Klar hat sie das. Wir durften zwei Monate unterwegs sein. Zwei Monate, in denen wir ein Privileg genossen haben, das den meisten Menschen verwehrt geblieben ist. In denen wir Abenteuer erlebt und jeden Tag einen anderen Ausblick aus der Seitentür genossen haben. Aber ich freue mich auch wieder auf soziale Kontakte, die wir während der Reise auf das Minimalste beschränkt haben. Wir werden in den nächsten Wochen durch Deutschland fahren, Freunde und Verwandte besuchen, auf einer Hochzeit feiern und in Biergärten sitzen.
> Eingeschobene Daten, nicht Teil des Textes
impl ProximityListController {
    /// Creates a controller pairing one point set with itself.
    pub fn new(config: ProximityConfig) -> Result<Self, EngineError> {
        Self::with_scope(config, Scope::SelfJoin)
    }

    /// Creates a controller pairing the objects of one set with those of another.
    pub fn bipartite(config: ProximityConfig) -> Result<Self, EngineError> {
        Self::with_scope(config, Scope::Bipartite)
    }

    fn with_scope(config: ProximityConfig, scope: Scope) -> Result<Self, EngineError> {
        config.validate()?;
        if config.slack == 0.0 {
            warn!("Slack is zero; any motion will trigger pair list work.");
        }
        if config.incremental_threshold == 0 {
            warn!("Incremental threshold is zero; every change will rebuild the pair list.");
        }
        Ok(Self {
            finder: finder_for(&config),
            config,
            scope,
            filters: PairFilterChain::new(),
            applied_filters: 0,
            pairs: PairList::new(),
            tracker_a: MovedObjectTracker::new(),
            tracker_b: MovedObjectTracker::new(),
            signatures: None,
            state: ListState::FirstCall,
            stats: UpdateStats::default(),
        })
    }

    pub fn with_filters(mut self, filters: PairFilterChain) -> Self {
        self.filters = filters;
        self.applied_filters = 0;
        if self.state == ListState::Current {
            self.state = ListState::Stale(RebuildReason::FiltersRemoved);
        }
        self
    }

    pub fn config(&self) -> &ProximityConfig {
        &self.config
    }

    pub fn scope(&self) -> Scope {
        self.scope
    }

    pub fn stats(&self) -> UpdateStats {
        self.stats
    }

    pub fn filters(&self) -> &PairFilterChain {
        &self.filters
    }

    /// The current list. Valid until the next update.
    pub fn pairs(&self) -> &PairList {
        &self.pairs
    }

    /// Adds a filter. It is applied to the existing list on the next update.
    pub fn add_filter(&mut self, filter: Arc<dyn PairFilter>) {
        self.filters.push(filter);
    }

    /// Removes filters by name. Pairs they excluded may now qualify, so the
    /// next update rebuilds.
    pub fn remove_filter(&mut self, name: &str) -> usize {
        let removed = self.filters.remove(name);
        if removed > 0 {
            self.applied_filters = self.applied_filters.min(self.filters.len());
            self.mark_stale(RebuildReason::FiltersRemoved);
        }
        removed
    }

    pub fn set_distance(&mut self, distance: f64) -> Result<(), EngineError> {
        validate_cutoff("distance", distance)?;
        self.config.distance = distance;
        self.invalidate_snapshots();
        Ok(())
    }

    pub fn set_slack(&mut self, slack: f64) -> Result<(), EngineError> {
        validate_cutoff("slack", slack)?;
        self.config.slack = slack;
        self.invalidate_snapshots();
        Ok(())
    }

    /// Forces the next update to rebuild, e.g. after the inputs of a filter changed.
    pub fn invalidate(&mut self) {
        self.mark_stale(RebuildReason::Requested);
    }

    /// Brings the list up to date with the current positions of `points`.
    ///
    /// # Errors
    ///
    /// Returns [`EngineError::ScopeMismatch`] on a bipartite controller and
    /// [`EngineError::ResourceExhausted`] if the candidate pairs do not fit.
    /// On error the list and snapshots are left as they were.
    #[instrument(skip_all, name = "proximity_update", fields(objects = points.len()))]
    pub fn update(&mut self, points: &PointSet) -> Result<UpdateOutcome, EngineError> {
        self.expect_scope(Scope::SelfJoin)?;
        self.run_update(points, None)
    }

    /// Brings a bipartite list up to date with the current positions of `a` and `b`.
    #[instrument(skip_all, name = "proximity_update_bipartite", fields(objects_a = a.len(), objects_b = b.len()))]
    pub fn update_bipartite(
        &mut self,
        a: &PointSet,
        b: &PointSet,
    ) -> Result<UpdateOutcome, EngineError> {
        self.expect_scope(Scope::Bipartite)?;
        self.run_update(a, Some(b))
    }

    fn expect_scope(&self, actual: Scope) -> Result<(), EngineError> {
        if self.scope == actual {
            Ok(())
        } else {
            Err(EngineError::ScopeMismatch {
                expected: self.scope.label(),
                actual: actual.label(),
            })
        }
    }

    fn mark_stale(&mut self, reason: RebuildReason) {
        if self.state != ListState::FirstCall {
            self.state = ListState::Stale(reason);
        }
    }

    fn invalidate_snapshots(&mut self) {
        self.tracker_a.clear();
        self.tracker_b.clear();
        self.mark_stale(RebuildReason::ParametersChanged);
    }

    fn run_update(&mut self, a: &PointSet, b: Option<&PointSet>) -> Result<UpdateOutcome, EngineError> {
        let signatures = (SetSignature::of(a), b.map(SetSignature::of));
        let forced = match self.state {
            ListState::FirstCall => Some(RebuildReason::FirstCall),
            ListState::Stale(reason) => Some(reason),
            ListState::Current if self.signatures != Some(signatures) => {
                Some(RebuildReason::StructureChanged)
            }
            ListState::Current => None,
        };

        let outcome = match forced {
            Some(reason) => self.rebuild(a, b, reason)?,
            None => {
                let slack = self.config.slack;
                let moved_a = self.tracker_a.get_moved(a, slack);
                let moved_b = match b {
                    Some(b) => self.tracker_b.get_moved(b, slack),
                    None => MovedSet::default(),
                };
                let moved = moved_a.len() + moved_b.len();

                if moved == 0 {
                    self.apply_new_filters(a, b);
                    trace!(pairs = self.pairs.len(), "No object moved beyond the slack.");
                    UpdateOutcome::Unchanged
                } else if moved < self.config.incremental_threshold {
                    self.incremental(a, b, &moved_a, &moved_b)?
                } else {
                    self.rebuild(a, b, RebuildReason::TooManyMoved)?
                }
            }
        };

        self.signatures = Some(signatures);
        self.state = ListState::Current;
        self.stats.update_count += 1;
        match outcome {
            UpdateOutcome::Rebuilt(_) => self.stats.full_rebuild_count += 1,
            UpdateOutcome::Incremental { .. } => self.stats.partial_rebuild_count += 1,
            UpdateOutcome::Unchanged => {}
        }

        if self.config.verify {
            self.verify(a, b);
        }
        Ok(outcome)
    }

    fn rebuild(
        &mut self,
        a: &PointSet,
        b: Option<&PointSet>,
        reason: RebuildReason,
    ) -> Result<UpdateOutcome, EngineError> {
        let envelope = self.config.envelope();
        let spheres_a = a.spheres();
        let mut sink = PairSink::new(self.config.max_pairs);
        match b {
            None => self.finder.self_pairs(&spheres_a, envelope, &mut sink),
            Some(b) => self
                .finder
                .cross_pairs(&spheres_a, &b.spheres(), envelope, &mut sink),
        }
        let candidates = sink.finish()?;
        let candidate_count = candidates.len();

        let (objects_a, objects_b) = (a.objects(), b.unwrap_or(a).objects());
        let kept: Vec<IndexPair> = candidates
            .into_iter()
            .filter(|&(i, j)| !self.filters.excludes(&objects_a[i], &objects_b[j]))
            .collect();
        let pairs = PairList::from_unsorted(kept);
        self.check_limit(pairs.len())?;

        self.pairs = pairs;
        self.applied_filters = self.filters.len();
        self.tracker_a.reset(a);
        if let Some(b) = b {
            self.tracker_b.reset(b);
        }

        info!(
            ?reason,
            finder = self.finder.name(),
            candidates = candidate_count,
            pairs = self.pairs.len(),
            envelope,
            "Rebuilt proximity list."
        );
        Ok(UpdateOutcome::Rebuilt(reason))
    }

    fn incremental(
        &mut self,
        a: &PointSet,
        b: Option<&PointSet>,
        moved_a: &MovedSet,
        moved_b: &MovedSet,
    ) -> Result<UpdateOutcome, EngineError> {
        let envelope = self.config.envelope();
        let spheres_a = effective_spheres(a, &self.tracker_a, moved_a)?;
        let mut sink = PairSink::new(self.config.max_pairs);
        match b {
            None => {
                self.finder
                    .self_pairs_touching(&spheres_a, &moved_a.indices, envelope, &mut sink);
            }
            Some(b) => {
                let spheres_b = effective_spheres(b, &self.tracker_b, moved_b)?;
                self.finder.cross_pairs_touching(
                    &spheres_a,
                    &spheres_b,
                    &moved_a.indices,
                    &moved_b.indices,
                    envelope,
                    &mut sink,
                );
            }
        }
        let fresh = sink.finish()?;

        let mask_a = moved_mask(a.len(), moved_a);
        let mask_b = match b {
            Some(b) => moved_mask(b.len(), moved_b),
            None => mask_a.clone(),
        };
        let (objects_a, objects_b) = (a.objects(), b.unwrap_or(a).objects());

        let mut merged: Vec<IndexPair> = Vec::new();
        let needed = self.pairs.len() + fresh.len();
        merged
            .try_reserve(needed)
            .map_err(|_| EngineError::exhausted(needed))?;
        merged.extend(self.pairs.iter().copied().filter(|&(i, j)| {
            !mask_a[i]
                && !mask_b[j]
                && !self
                    .filters
                    .excludes_from(self.applied_filters, &objects_a[i], &objects_b[j])
        }));
        let retained = merged.len();
        merged.extend(
            fresh
                .into_iter()
                .filter(|&(i, j)| !self.filters.excludes(&objects_a[i], &objects_b[j])),
        );
        let pairs = PairList::from_unsorted(merged);
        self.check_limit(pairs.len())?;

        let moved = moved_a.len() + moved_b.len();
        debug!(
            moved,
            retained,
            pairs = pairs.len(),
            "Patched proximity list for moved objects."
        );

        self.pairs = pairs;
        self.applied_filters = self.filters.len();
        self.tracker_a.reset_moved(a, moved_a);
        if let Some(b) = b {
            self.tracker_b.reset_moved(b, moved_b);
        }
        Ok(UpdateOutcome::Incremental { moved })
    }

    /// Applies filters added since the list was last built.
    fn apply_new_filters(&mut self, a: &PointSet, b: Option<&PointSet>) {
        if self.applied_filters >= self.filters.len() {
            return;
        }
        let (objects_a, objects_b) = (a.objects(), b.unwrap_or(a).objects());
        let start = self.applied_filters;
        let before = self.pairs.len();
        let kept: Vec<IndexPair> = self
            .pairs
            .iter()
            .copied()
            .filter(|&(i, j)| !self.filters.excludes_from(start, &objects_a[i], &objects_b[j]))
            .collect();
        self.pairs = PairList::from_unsorted(kept);
        self.applied_filters = self.filters.len();
        debug!(
            removed = before - self.pairs.len(),
            "Applied newly added filters."
        );
    }

    fn check_limit(&self, len: usize) -> Result<(), EngineError> {
        match self.config.max_pairs {
            Some(limit) if len > limit => Err(EngineError::exhausted(len)),
            _ => Ok(()),
        }
    }

    fn verify(&self, a: &PointSet, b: Option<&PointSet>) {
        let checker = ConsistencyChecker::new(self.config.mode, self.config.distance, self.config.slack)
            .with_periodic_box(self.config.periodic_box);
        let result = match b {
            None => checker.check_self(
                a,
                &self.pairs,
                &self.filters,
                self.tracker_a.max_displacement(a),
            ),
            Some(b) => checker.check_bipartite(
                a,
                b,
                &self.pairs,
                &self.filters,
                self.tracker_a.max_displacement(a) + self.tracker_b.max_displacement(b),
            ),
        };
        if let Err(violation) = result {
            panic!("proximity list invariant violated: {violation}");
        }
    }
}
Reisemüde bin ich trotzdem nicht. Gleich nächste Woche habe ich mir einen Impftermin vereinbart, damit wir bald wieder unterwegs sein können. Und das Schönste ist: immer mehr Reisebeschränkungen fallen derzeit, wie unter anderem die Tagesschau berichtet.
Service:
Die Einreisebestimmungen für Deutschland (Anmeldung, Quarantäne etc.) richten sich danach, in welche Kategorie (einfaches Risikogebiet, Virusvariantengebiet oder Hochinzidenzgebiet) das jeweilige Reiseland eingeordnet ist. Eine aktuelle Übersicht erstellt das RKI.
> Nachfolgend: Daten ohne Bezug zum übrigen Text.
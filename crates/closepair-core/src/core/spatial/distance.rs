use super::periodic::PeriodicBox;
use crate::core::models::object::Sphere;
use serde::Deserialize;

/// How the separation between two objects is measured.
///
/// A controller fixes one mode for its lifetime; every finder and the
/// consistency checker evaluate pairs through [`DistanceMode::within`] so that
/// all strategies agree on boundary cases.
#[derive(Debug, Clone, Copy, PartialEq, Eq, Default, Deserialize)]
#[serde(rename_all = "kebab-case")]
pub enum DistanceMode {
    /// Gap between sphere surfaces: `|ci - cj| - ri - rj`.
    #[default]
    SphereSurface,
    /// Center-to-center distance; radii are ignored.
    Center,
}

impl DistanceMode {
    /// The radius that contributes to separation under this mode.
    #[inline]
    pub fn effective_radius(self, radius: f64) -> f64 {
        match self {
            DistanceMode::SphereSurface => radius,
            DistanceMode::Center => 0.0,
        }
    }

    /// Signed separation of two spheres. Overlapping spheres give negative values.
    pub fn distance(self, a: &Sphere, b: &Sphere) -> f64 {
        let centers = (a.center - b.center).norm();
        centers - self.effective_radius(a.radius) - self.effective_radius(b.radius)
    }

    /// Returns true if the separation of `a` and `b` is at most `threshold`.
    ///
    /// Evaluated on squared center distances so that no square root is taken.
    #[inline]
    pub fn within(self, a: &Sphere, b: &Sphere, threshold: f64) -> bool {
        let reach = threshold + self.effective_radius(a.radius) + self.effective_radius(b.radius);
        reach >= 0.0 && (a.center - b.center).norm_squared() <= reach * reach
    }

    /// Like [`within`](Self::within), measured between nearest periodic images.
    #[inline]
    pub fn within_periodic(self, a: &Sphere, b: &Sphere, threshold: f64, cell: &PeriodicBox) -> bool {
        let reach = threshold + self.effective_radius(a.radius) + self.effective_radius(b.radius);
        reach >= 0.0 && cell.minimum_image(&(a.center - b.center)).norm_squared() <= reach * reach
    }

    pub fn distance_periodic(self, a: &Sphere, b: &Sphere, cell: &PeriodicBox) -> f64 {
        let centers = cell.minimum_image(&(a.center - b.center)).norm();
        centers - self.effective_radius(a.radius) - self.effective_radius(b.radius)
    }

    /// Dispatches to the periodic or the open-space predicate.
    #[inline]
    pub fn within_in(
        self,
        a: &Sphere,
        b: &Sphere,
        threshold: f64,
        periodic: Option<&PeriodicBox>,
    ) -> bool {
        match periodic {
            Some(cell) => self.within_periodic(a, b, threshold, cell),
            None => self.within(a, b, threshold),
        }
    }
}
Informationen zu den entsprechenden Einreisebestimmungen bietet das Bundesinnenministerium oder die jeweiligen Verordnungen der Länder.
Ende Juni will die Europäische Kommission ein digitales EU-Covid-Zertifikat einführen, das Reisen innerhalb der Europäischen Union erleichtern soll.
Welche Länder sich beteiligen und wo es schon verfügbar ist, verrät die App Re-open Europe.
Einreise- und Transitbestimmungen anderer Länder listet das Auswärtige Amt tagesaktuell auf.